▸ **Assignment**: Where the listing below reaches the line containing "pub const USER_UPDATE: &str", start writing out lines exactly, and stop once the line containing "pub const ROLE_DELETE: &str" has been written.

▸ **Data section**:
_ _ _ _ _ _ _

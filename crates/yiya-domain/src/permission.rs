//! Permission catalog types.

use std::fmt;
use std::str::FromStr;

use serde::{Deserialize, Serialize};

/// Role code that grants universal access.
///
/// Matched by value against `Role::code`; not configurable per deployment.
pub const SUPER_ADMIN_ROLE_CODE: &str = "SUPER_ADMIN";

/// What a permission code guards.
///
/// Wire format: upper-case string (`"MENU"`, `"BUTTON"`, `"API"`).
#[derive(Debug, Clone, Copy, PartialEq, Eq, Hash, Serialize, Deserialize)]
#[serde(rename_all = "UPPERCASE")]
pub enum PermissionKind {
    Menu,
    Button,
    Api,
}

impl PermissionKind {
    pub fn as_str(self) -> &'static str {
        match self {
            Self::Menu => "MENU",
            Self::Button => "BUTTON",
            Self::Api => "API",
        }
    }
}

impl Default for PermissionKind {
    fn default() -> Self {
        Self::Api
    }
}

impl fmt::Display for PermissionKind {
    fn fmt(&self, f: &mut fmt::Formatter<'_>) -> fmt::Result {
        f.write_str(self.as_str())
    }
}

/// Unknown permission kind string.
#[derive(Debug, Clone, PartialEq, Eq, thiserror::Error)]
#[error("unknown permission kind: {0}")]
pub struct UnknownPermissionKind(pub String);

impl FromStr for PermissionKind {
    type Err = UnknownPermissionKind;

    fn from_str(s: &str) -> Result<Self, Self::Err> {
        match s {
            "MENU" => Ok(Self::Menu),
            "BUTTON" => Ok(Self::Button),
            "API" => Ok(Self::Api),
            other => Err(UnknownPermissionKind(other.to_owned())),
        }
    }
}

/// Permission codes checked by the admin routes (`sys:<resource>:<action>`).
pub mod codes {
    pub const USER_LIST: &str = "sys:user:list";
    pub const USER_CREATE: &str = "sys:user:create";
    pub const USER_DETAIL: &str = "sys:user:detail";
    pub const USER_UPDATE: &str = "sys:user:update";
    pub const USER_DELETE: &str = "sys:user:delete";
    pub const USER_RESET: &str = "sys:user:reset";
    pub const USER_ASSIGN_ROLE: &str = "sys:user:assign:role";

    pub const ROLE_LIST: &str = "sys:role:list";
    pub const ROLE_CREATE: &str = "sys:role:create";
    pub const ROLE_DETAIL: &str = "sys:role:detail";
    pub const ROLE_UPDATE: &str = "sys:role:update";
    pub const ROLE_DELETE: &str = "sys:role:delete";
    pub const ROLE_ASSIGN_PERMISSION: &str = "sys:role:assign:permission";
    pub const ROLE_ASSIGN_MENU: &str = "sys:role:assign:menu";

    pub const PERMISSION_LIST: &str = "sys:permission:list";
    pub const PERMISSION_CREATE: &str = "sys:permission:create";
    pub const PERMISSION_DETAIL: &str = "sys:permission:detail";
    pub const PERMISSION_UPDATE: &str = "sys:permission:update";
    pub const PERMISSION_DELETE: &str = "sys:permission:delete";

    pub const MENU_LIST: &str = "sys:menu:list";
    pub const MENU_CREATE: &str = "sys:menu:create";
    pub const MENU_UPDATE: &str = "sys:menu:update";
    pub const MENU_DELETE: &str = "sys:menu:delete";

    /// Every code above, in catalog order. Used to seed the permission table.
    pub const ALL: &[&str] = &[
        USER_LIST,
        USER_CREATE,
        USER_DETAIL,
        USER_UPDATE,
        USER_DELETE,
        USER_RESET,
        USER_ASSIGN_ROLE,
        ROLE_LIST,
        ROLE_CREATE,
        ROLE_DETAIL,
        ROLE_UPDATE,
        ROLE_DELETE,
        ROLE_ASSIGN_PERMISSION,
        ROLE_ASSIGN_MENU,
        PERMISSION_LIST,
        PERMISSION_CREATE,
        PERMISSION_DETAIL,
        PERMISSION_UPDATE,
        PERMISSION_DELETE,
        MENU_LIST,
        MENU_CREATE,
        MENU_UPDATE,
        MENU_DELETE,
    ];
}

_ _ _ _ _ _ _

▸ **Your solution**:
    pub const USER_UPDATE: &str = "sys:user:update";
    pub const USER_DELETE: &str = "sys:user:delete";
    pub const USER_RESET: &str = "sys:user:reset";
    pub const USER_ASSIGN_ROLE: &str = "sys:user:assign:role";

    pub const ROLE_LIST: &str = "sys:role:list";
    pub const ROLE_CREATE: &str = "sys:role:create";
    pub const ROLE_DETAIL: &str = "sys:role:detail";
    pub const ROLE_UPDATE: &str = "sys:role:update";
    pub const ROLE_DELETE: &str = "sys:role:delete";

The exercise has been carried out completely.